The system administrator is responsible for the following CPR tasks:

Install CPR software on server systems as required
Help users employ CPR on server systems and workstations
Prevent statefiles from filling up available disk space
Delete, or encourage users to delete, unneeded old statefiles

Installing CPR

The subsystems that make up CPR are listed in Table 2-1.

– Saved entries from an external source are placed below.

//! Assistant query request and response types.

use serde::{Deserialize, Serialize};
use uuid::Uuid;

/// Request body for the assistant query endpoint.
///
/// Only the raw query text is required; the remaining fields are hints the
/// backend may honor and are omitted from the wire format when unset.
///
/// # Examples
///
/// ```rust
/// use omnihelp_client::QueryRequest;
/// use uuid::Uuid;
///
/// let request = QueryRequest::new("What is the return policy?")
///     .with_conversation_id(Uuid::new_v4())
///     .with_n_results(5);
/// ```
#[derive(Debug, Clone, PartialEq, Serialize, Deserialize)]
pub struct QueryRequest {
    /// Raw query text.
    pub query: String,

    /// Conversation this query belongs to.
    #[serde(default, skip_serializing_if = "Option::is_none")]
    pub conversation_id: Option<Uuid>,

    /// Number of passages to retrieve.
    #[serde(default, skip_serializing_if = "Option::is_none")]
    pub n_results: Option<u32>,

    /// Metadata filters applied during retrieval.
    #[serde(default, skip_serializing_if = "Option::is_none")]
    pub filters: Option<serde_json::Value>,
}

impl QueryRequest {
    /// Creates a new query request with the given text.
    pub fn new(query: impl Into<String>) -> Self {
        Self {
            query: query.into(),
            conversation_id: None,
            n_results: None,
            filters: None,
        }
    }

    /// Sets the conversation id.
    pub fn with_conversation_id(mut self, conversation_id: Uuid) -> Self {
        self.conversation_id = Some(conversation_id);
        self
    }

    /// Sets the number of passages to retrieve.
    pub fn with_n_results(mut self, n_results: u32) -> Self {
        self.n_results = Some(n_results);
        self
    }

    /// Sets retrieval metadata filters.
    pub fn with_filters(mut self, filters: serde_json::Value) -> Self {
        self.filters = Some(filters);
        self
    }
}

/// Response body from the assistant query endpoint.
///
/// Only the answer text is guaranteed; intent and routing labels, source
/// citations, retrieved passages, and metadata are reported when the backend
/// pipeline produces them.
#[derive(Debug, Clone, Default, PartialEq, Serialize, Deserialize)]
pub struct QueryResponse {
    /// Generated answer text.
    pub answer: String,

    /// Intent label the backend assigned to the query.
    #[serde(default, skip_serializing_if = "Option::is_none")]
    pub intent: Option<String>,

    /// Agent or pipeline the query was routed to.
    #[serde(default, skip_serializing_if = "Option::is_none")]
    pub route_to: Option<String>,

    /// Source documents cited by the answer.
    #[serde(default, skip_serializing_if = "Vec::is_empty")]
    pub sources: Vec<String>,

    /// Raw retrieved passages, when the backend reports them.
    #[serde(default, skip_serializing_if = "Vec::is_empty")]
    pub retrieved_chunks: Vec<serde_json::Value>,

    /// Additional response metadata.
    #[serde(default, skip_serializing_if = "Option::is_none")]
    pub metadata: Option<serde_json::Value>,

    /// Error note attached by the backend pipeline.
    #[serde(default, skip_serializing_if = "Option::is_none")]
    pub error: Option<String>,
}

impl QueryResponse {
    /// Creates a response with only an answer, for tests and defaults.
    pub fn with_answer(answer: impl Into<String>) -> Self {
        Self {
            answer: answer.into(),
            ..Self::default()
        }
    }
}

#[cfg(test)]
mod tests {
    use super::*;

    #[test]
    fn test_request_minimal_wire_shape() {
        let request = QueryRequest::new("Where is my order?");
        let json = serde_json::to_value(&request).unwrap();

        assert_eq!(json, serde_json::json!({"query": "Where is my order?"}));
    }

    #[test]
    fn test_request_full_wire_shape() {
        let conversation_id = Uuid::new_v4();
        let request = QueryRequest::new("What is the return policy?")
            .with_conversation_id(conversation_id)
            .with_n_results(5)
            .with_filters(serde_json::json!({"document_type": "pdf"}));

        let json = serde_json::to_value(&request).unwrap();
        assert_eq!(json["n_results"], 5);
        assert_eq!(json["conversation_id"], conversation_id.to_string());
        assert_eq!(json["filters"]["document_type"], "pdf");
    }

    #[test]
    fn test_response_tolerates_sparse_body() {
        // The leaner backend variant reports only answer/intent/route/sources.
        let response: QueryResponse = serde_json::from_str(
            r#"{"answer": "30 days", "intent": "policy_document", "route_to": "rag_agent", "sources": ["policy.pdf"]}"#,
        )
        .unwrap();

        assert_eq!(response.answer, "30 days");
        assert_eq!(response.intent.as_deref(), Some("policy_document"));
        assert_eq!(response.sources, vec!["policy.pdf"]);
        assert!(response.retrieved_chunks.is_empty());
        assert_eq!(response.metadata, None);
    }

    #[test]
    fn test_response_tolerates_rich_body() {
        let response: QueryResponse = serde_json::from_str(
            r#"{
                "answer": "The X100 supports fast charging.",
                "sources": ["manual.pdf"],
                "retrieved_chunks": [{"text": "fast charging", "score": 0.91}],
                "metadata": {"n_results": 5}
            }"#,
        )
        .unwrap();

        assert_eq!(response.retrieved_chunks.len(), 1);
        assert_eq!(response.metadata.unwrap()["n_results"], 5);
        assert_eq!(response.intent, None);
    }
}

Table 2-1. CPR Product Subsystems

Subsystem Name	Contents
`eoe.sw.cpr`	Checkpoint and restart software
`eoe.man.cpr`	CPR reference manual pages
`eoe.books.cpr`	This guide as an IRIS InSight document

If CPR is not already installed, follow this procedure to install the software:

Load the IRIX software distribution CD-ROM.
On the server, become superuser and invoke the inst command, specifying the location of the CD-ROM software distribution:
$ /bin/su - Password: # inst -f /CDROM/dist
Prevent installation of all default subsystems using the keep subcommand:
Inst> keep *
For additional information on inst, see the IRIX Admin: Software Installation and Licensing Guide, or the inst(1M) man page.
Make subsystem selections. To install CPR software, the man pages, and the CPR manuals for IRIS InSight, enter the following commands:
Inst> install eoe.*.cpr Inst> list i Inst> go
The list subcommand with the i argument displays all the subsystems marked for installation. The go subcommand starts installation, which takes some time.

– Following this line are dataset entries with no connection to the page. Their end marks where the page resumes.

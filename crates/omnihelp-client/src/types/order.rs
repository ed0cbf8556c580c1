//! Order management types.

use serde::{Deserialize, Serialize};

/// Lifecycle state of an order.
#[derive(Debug, Clone, Copy, Default, PartialEq, Eq, Hash, Serialize, Deserialize)]
#[derive(strum::Display, strum::AsRefStr, strum::EnumString)]
#[serde(rename_all = "lowercase")]
#[strum(serialize_all = "lowercase")]
pub enum OrderStatus {
    /// Order received but not yet picked up for processing.
    #[default]
    Pending,

    /// Order is being prepared.
    Processing,

    /// Order has left the warehouse.
    Shipped,

    /// Order reached the customer.
    Delivered,

    /// Order was cancelled before completion.
    Cancelled,
}

impl OrderStatus {
    /// All statuses in lifecycle order, for selection prompts.
    pub const ALL: [OrderStatus; 5] = [
        OrderStatus::Pending,
        OrderStatus::Processing,
        OrderStatus::Shipped,
        OrderStatus::Delivered,
        OrderStatus::Cancelled,
    ];
}

/// Line item attached to an order.
#[derive(Debug, Clone, PartialEq, Serialize, Deserialize)]
pub struct OrderItem {
    /// Item description.
    pub item_name: String,

    /// Ordered quantity.
    pub quantity: u32,

    /// Unit price.
    pub price: f64,
}

/// Order draft submitted to the backend.
///
/// The draft is sent verbatim; the backend is the sole authority on
/// validation beyond presence and type, so nothing here constrains values
/// (a negative total passes through).
#[derive(Debug, Clone, PartialEq, Serialize, Deserialize)]
pub struct OrderDraft {
    /// Customer-facing order identifier.
    pub order_id: String,

    /// Identifier of the ordering customer.
    pub customer_id: String,

    /// Ordered product name.
    pub product_name: String,

    /// Product model or variant.
    #[serde(default, skip_serializing_if = "Option::is_none")]
    pub product_model: Option<String>,

    /// Order date as a plain `YYYY-MM-DD` string.
    pub order_date: String,

    /// Lifecycle state.
    pub status: OrderStatus,

    /// Order total.
    pub total_amount: f64,

    /// Line items, when itemized.
    #[serde(default, skip_serializing_if = "Vec::is_empty")]
    pub items: Vec<OrderItem>,
}

/// Stored order returned by the backend.
#[derive(Debug, Clone, PartialEq, Serialize, Deserialize)]
pub struct OrderRecord {
    /// Backend-internal row id.
    pub id: i64,

    /// Customer-facing order identifier.
    pub order_id: String,

    /// Identifier of the ordering customer.
    pub customer_id: String,

    /// Ordered product name.
    pub product_name: String,

    /// Product model or variant.
    #[serde(default, skip_serializing_if = "Option::is_none")]
    pub product_model: Option<String>,

    /// Order date as stored by the backend.
    pub order_date: String,

    /// Lifecycle state.
    pub status: OrderStatus,

    /// Order total, when recorded.
    #[serde(default, skip_serializing_if = "Option::is_none")]
    pub total_amount: Option<f64>,

    /// Creation timestamp as reported by the backend.
    pub created_at: String,

    /// Last-update timestamp as reported by the backend.
    pub updated_at: String,
}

For additional information on available subsystems, see the IRIX Release Notes.
Ensure that the following line exists in the /var/sysgen/system/irix.sm file (change cprstub to cpr if necessary):
USE: cpr

Managing Checkpoint Images

Because of their potential size and longevity, checkpoint images (statefiles) are one aspect of CPR where intervention by the system administrator may be required.

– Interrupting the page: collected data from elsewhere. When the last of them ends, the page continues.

//! Staged file selection and size display.

use std::path::Path;

use bytes::Bytes;
use derive_more::{AsRef, Deref};

/// A file staged for upload.
///
/// Holds the display name and raw content, and dereferences to the
/// underlying [`Bytes`].
#[derive(Debug, Clone, PartialEq, Eq)]
#[derive(AsRef, Deref)]
pub struct SelectedFile {
    name: String,

    #[deref]
    #[as_ref]
    content: Bytes,
}

impl SelectedFile {
    /// Stages a file from a display name and its raw content.
    pub fn new(name: impl Into<String>, content: impl Into<Bytes>) -> Self {
        Self {
            name: name.into(),
            content: content.into(),
        }
    }

    /// Display name, usually the original filename.
    pub fn name(&self) -> &str {
        &self.name
    }

    /// Raw file content.
    pub fn content(&self) -> &Bytes {
        &self.content
    }

    /// Content size in bytes.
    pub fn size(&self) -> usize {
        self.content.len()
    }

    /// Content size formatted for display.
    pub fn formatted_size(&self) -> String {
        format_file_size(self.size() as u64)
    }

    /// Returns true when the name carries a `.pdf` extension, compared
    /// case-insensitively.
    pub fn is_pdf(&self) -> bool {
        Path::new(&self.name)
            .extension()
            .is_some_and(|extension| extension.eq_ignore_ascii_case("pdf"))
    }
}

/// Formats a byte count for display, binary-scaled to at most two decimals.
///
/// # Examples
///
/// ```rust
/// use omnihelp_session::format_file_size;
///
/// assert_eq!(format_file_size(0), "0 Bytes");
/// assert_eq!(format_file_size(1024), "1 KB");
/// assert_eq!(format_file_size(2_300_000), "2.19 MB");
/// ```
pub fn format_file_size(bytes: u64) -> String {
    const UNITS: [&str; 4] = ["Bytes", "KB", "MB", "GB"];

    if bytes == 0 {
        return "0 Bytes".to_string();
    }

    let scale = (((bytes as f64).ln() / 1024_f64.ln()).floor() as usize).min(UNITS.len() - 1);
    let value = (bytes as f64 / 1024_f64.powi(scale as i32) * 100.0).round() / 100.0;
    let unit = UNITS[scale];
    format!("{value} {unit}")
}

#[cfg(test)]
mod tests {
    use super::*;

    #[test]
    fn test_format_file_size() {
        assert_eq!(format_file_size(0), "0 Bytes");
        assert_eq!(format_file_size(500), "500 Bytes");
        assert_eq!(format_file_size(1024), "1 KB");
        assert_eq!(format_file_size(1536), "1.5 KB");
        assert_eq!(format_file_size(2_300_000), "2.19 MB");
        assert_eq!(format_file_size(5 * 1024 * 1024 * 1024), "5 GB");
    }

    #[test]
    fn test_format_file_size_clamps_to_largest_unit() {
        // Terabyte-scale counts stay in gigabytes rather than scaling past
        // the unit table.
        assert_eq!(format_file_size(2 * 1024 * 1024 * 1024 * 1024), "2048 GB");
    }

    #[test]
    fn test_pdf_detection_is_case_insensitive() {
        assert!(SelectedFile::new("manual.pdf", Bytes::new()).is_pdf());
        assert!(SelectedFile::new("Manual.PDF", Bytes::new()).is_pdf());
        assert!(SelectedFile::new("archive.v2.Pdf", Bytes::new()).is_pdf());

        assert!(!SelectedFile::new("notes.txt", Bytes::new()).is_pdf());
        assert!(!SelectedFile::new("manual", Bytes::new()).is_pdf());
        assert!(!SelectedFile::new("manual.pdf.exe", Bytes::new()).is_pdf());
    }

    #[test]
    fn test_selected_file_derefs_to_content() {
        let file = SelectedFile::new("manual.pdf", Bytes::from_static(b"%PDF-1.7"));

        assert_eq!(file.size(), 8);
        assert_eq!(file.len(), 8);
        assert_eq!(&file[..4], b"%PDF");
        assert_eq!(file.formatted_size(), "8 Bytes");
    }
}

Statefile Location and Content

The statefile can exist anywhere on a filesystem where the user has write permission, provided there is enough disk space to store it. Statefiles tend to be slightly larger than their checkpointed process.

As the system administrator, you might want to create a policy saying that checkpoint images stored in temporary directories (such as /tmp or /var/spool) are not guaranteed to remain there. If users want to preserve a statefile indefinitely, they should place it in a permanent directory that they own themselves, such as their home directory.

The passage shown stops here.